··· GIVEN ENTRIES ···
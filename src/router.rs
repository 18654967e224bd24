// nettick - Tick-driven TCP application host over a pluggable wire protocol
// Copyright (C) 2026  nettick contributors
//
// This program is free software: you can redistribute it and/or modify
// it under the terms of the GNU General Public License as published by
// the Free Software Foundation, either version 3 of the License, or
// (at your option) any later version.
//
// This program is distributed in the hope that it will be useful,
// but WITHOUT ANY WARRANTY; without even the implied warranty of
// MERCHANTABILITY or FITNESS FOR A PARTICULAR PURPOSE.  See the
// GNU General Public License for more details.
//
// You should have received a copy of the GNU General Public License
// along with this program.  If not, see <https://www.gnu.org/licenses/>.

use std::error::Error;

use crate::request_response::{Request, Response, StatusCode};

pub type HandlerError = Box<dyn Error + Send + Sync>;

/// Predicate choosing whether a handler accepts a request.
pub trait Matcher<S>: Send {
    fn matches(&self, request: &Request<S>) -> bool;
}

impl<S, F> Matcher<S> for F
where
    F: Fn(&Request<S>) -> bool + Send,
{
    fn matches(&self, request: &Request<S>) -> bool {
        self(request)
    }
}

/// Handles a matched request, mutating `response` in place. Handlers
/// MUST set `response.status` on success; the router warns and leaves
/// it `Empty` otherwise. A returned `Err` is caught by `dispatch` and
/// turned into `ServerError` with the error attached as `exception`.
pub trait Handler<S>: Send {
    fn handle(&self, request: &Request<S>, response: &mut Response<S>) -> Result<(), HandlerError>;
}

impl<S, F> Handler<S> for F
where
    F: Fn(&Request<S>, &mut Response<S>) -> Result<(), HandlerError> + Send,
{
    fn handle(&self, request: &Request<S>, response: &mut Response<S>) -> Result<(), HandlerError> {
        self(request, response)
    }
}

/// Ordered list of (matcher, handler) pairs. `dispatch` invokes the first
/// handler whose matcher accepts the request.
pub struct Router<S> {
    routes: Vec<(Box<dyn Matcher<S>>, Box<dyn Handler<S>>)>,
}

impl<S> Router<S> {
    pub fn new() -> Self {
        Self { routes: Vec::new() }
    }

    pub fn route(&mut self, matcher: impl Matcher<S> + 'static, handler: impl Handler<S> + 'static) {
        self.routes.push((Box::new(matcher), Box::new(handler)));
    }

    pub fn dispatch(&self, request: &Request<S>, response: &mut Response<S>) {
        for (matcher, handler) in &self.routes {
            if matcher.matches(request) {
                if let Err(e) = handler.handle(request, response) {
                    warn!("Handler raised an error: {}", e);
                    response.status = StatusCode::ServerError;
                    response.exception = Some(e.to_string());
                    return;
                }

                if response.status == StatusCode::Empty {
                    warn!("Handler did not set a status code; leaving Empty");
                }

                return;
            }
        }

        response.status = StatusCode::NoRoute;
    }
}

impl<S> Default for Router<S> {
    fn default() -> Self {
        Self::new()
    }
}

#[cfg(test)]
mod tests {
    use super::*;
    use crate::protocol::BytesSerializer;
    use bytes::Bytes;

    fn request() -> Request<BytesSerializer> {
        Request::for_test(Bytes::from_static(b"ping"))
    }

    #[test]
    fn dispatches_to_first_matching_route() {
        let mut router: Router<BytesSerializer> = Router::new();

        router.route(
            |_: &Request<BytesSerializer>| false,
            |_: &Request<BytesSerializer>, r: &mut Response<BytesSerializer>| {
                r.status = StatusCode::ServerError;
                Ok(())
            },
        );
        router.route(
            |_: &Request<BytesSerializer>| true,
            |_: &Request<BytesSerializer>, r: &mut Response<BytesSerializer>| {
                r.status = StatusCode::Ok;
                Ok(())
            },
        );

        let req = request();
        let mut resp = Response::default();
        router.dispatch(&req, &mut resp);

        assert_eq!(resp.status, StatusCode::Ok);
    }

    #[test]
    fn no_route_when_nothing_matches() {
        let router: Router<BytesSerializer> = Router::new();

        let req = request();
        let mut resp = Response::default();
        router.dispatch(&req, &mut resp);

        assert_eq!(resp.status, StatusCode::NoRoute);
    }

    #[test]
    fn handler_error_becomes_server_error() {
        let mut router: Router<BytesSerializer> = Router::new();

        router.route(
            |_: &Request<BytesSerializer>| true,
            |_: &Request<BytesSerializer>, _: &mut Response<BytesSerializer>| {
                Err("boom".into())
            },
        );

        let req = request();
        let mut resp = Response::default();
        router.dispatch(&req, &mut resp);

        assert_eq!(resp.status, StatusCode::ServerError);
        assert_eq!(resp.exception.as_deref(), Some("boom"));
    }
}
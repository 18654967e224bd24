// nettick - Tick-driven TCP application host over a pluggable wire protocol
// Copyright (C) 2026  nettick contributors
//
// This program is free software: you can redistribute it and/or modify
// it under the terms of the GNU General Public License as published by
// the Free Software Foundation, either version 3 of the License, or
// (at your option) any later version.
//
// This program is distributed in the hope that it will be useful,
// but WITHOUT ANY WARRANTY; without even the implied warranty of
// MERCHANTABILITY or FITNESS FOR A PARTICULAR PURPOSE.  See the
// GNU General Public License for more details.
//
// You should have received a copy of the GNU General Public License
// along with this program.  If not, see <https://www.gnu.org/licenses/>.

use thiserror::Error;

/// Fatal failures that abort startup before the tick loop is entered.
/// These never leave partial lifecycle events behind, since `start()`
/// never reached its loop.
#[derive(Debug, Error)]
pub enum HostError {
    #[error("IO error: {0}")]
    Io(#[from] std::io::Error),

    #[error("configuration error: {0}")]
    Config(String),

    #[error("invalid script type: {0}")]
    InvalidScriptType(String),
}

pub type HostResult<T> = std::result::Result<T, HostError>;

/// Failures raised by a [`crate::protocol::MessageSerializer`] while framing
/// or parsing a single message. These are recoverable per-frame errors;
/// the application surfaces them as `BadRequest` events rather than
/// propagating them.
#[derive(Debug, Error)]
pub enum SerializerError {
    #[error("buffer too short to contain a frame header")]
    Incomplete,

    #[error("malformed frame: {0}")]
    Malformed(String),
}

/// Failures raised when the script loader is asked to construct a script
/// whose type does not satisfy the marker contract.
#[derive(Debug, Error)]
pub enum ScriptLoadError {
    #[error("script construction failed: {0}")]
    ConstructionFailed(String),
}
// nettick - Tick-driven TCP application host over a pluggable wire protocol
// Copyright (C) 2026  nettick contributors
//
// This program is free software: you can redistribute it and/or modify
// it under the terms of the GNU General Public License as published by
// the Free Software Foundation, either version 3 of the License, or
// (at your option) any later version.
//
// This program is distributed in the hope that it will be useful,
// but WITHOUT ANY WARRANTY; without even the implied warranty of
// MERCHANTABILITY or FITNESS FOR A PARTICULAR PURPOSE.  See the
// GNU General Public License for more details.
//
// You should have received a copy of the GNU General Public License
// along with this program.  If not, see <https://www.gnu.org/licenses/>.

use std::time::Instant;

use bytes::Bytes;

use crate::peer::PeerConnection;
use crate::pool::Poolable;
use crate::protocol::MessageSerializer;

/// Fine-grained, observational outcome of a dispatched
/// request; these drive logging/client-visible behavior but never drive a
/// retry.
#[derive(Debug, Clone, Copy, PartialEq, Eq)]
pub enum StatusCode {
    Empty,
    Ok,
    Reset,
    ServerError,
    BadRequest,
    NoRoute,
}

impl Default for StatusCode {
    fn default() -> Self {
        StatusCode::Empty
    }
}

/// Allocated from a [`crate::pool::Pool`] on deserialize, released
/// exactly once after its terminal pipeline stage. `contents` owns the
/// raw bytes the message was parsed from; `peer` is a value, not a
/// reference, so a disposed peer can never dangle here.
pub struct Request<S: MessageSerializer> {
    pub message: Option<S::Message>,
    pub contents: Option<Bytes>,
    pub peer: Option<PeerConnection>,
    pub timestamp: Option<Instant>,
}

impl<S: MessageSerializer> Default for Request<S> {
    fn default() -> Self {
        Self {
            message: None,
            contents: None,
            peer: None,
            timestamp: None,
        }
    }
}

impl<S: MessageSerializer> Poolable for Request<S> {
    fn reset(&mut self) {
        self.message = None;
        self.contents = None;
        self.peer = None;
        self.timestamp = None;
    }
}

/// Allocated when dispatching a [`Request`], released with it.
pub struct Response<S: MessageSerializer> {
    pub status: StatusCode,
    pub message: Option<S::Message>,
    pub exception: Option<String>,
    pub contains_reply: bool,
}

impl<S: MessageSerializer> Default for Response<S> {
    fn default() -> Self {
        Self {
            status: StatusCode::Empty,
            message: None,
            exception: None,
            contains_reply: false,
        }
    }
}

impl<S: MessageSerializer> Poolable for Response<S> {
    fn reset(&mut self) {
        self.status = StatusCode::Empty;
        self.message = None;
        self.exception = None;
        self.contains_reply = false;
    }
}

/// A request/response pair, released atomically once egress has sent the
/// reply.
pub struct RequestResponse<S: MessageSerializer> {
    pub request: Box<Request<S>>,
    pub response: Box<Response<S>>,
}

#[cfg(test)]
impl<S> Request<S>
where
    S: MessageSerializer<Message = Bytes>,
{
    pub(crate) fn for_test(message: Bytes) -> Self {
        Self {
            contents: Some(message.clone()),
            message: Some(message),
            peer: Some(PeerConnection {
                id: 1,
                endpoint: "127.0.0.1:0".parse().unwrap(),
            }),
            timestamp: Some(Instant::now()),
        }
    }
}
···
● **WHAT YOU NEED TO DO**:
A single figure, the number of lines above with the word "HostError", is the whole answer.

● **EXERCISE RESPONSE**:
2